Y así, con una risa nerviosa, me mostró todo. Se abrió con los dedos, despacio, mostrando el sexo hinchado, brillante, rosado. Me quedé sin aire.

—Eres hermosa —dije—. Joder, eres hermosísima.

—Tócame —dijo—. Con tu voz.

Y empecé. Le describí cómo sería si estuviera allí, cómo pondría mi boca en su cuello, cómo bajaría por su espalda, cómo separaría sus nalgas con las manos, cómo hundiría la lengua en su sexo mientras ella gritaba mi nombre.

—Sí —dijo—. Sigue.

Y seguí. Le hablé de mis dedos entrando en ella, de cómo los movería, de cómo chuparía su clítoris hasta que no pudiera más. Mientras tanto, ella se acariciaba, gemía, me miraba con los ojos entrecerrados.

—Voy a correrme —dijo de pronto—. No pares.

—No pares tú —le dije—. Hazlo. Quiero verte.

Y entonces, con un gemido largo, se corrió. Vi cómo se estremecía, cómo apretaba los muslos, cómo su mano temblaba sobre su sexo. Y yo, sin poder aguantar más, me corrí también, con el semen cayéndome por la mano, por el muslo, sin importarme nada.

Nos quedamos en silencio un rato, jadeando, mirándonos. Luego, ella se rió.

—Fue… más intenso de lo que pensaba.

—Para mí también —dije—. Nunca había sentido algo así sin tocar a nadie.

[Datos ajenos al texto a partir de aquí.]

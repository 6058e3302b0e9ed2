//! Data models for melodeck
//!
//! Stored records (`User`, `Track`, `Artist`, `Playlist`) mirror what the
//! catalog store persists. `TrackResponse` and `PlaylistResponse` are views
//! rebuilt on every read and never persisted.

mod artist;
mod playlist;
mod track;
mod user;

pub use artist::Artist;
pub use playlist::{NewPlaylist, Playlist, PlaylistResponse};
pub use track::{NewTrack, Track, TrackResponse, TrackUpdate};
pub use user::{NewUser, PublicUser, User, UserRole};

/// An access/refresh token pair handed to a signed-in client
#[derive(Debug, Clone, PartialEq, Eq, serde::Serialize, serde::Deserialize)]
#[serde(rename_all = "camelCase")]
pub struct TokenPair {
    pub access_token: String,
    pub refresh_token: String,
}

—Pero nos tocamos —dijo—. Con la voz, con las palabras, con la mirada. Fue real.

Y tenía razón. No hubo piel contra piel, pero hubo deseo, hubo entrega, hubo intimidad. Más de la que muchos tienen follando todos los días.

Nos quedamos hablando un rato más, tranquilos, como si nada hubiera pasado. Pero todo había cambiado.

Desde esa noche, seguimos conectándonos. A veces solo para hablar. Otras, para vernos desnudos, para tocarnos a distancia. No siempre terminamos en orgasmo. A veces es suficiente con mirar.

Pero esa primera vez… esa primera vez fue especial. Porque fue la primera vez que me sentí completamente expuesto, completamente yo, completamente deseado.

Y todo por un “hola” en un grupo de lectura.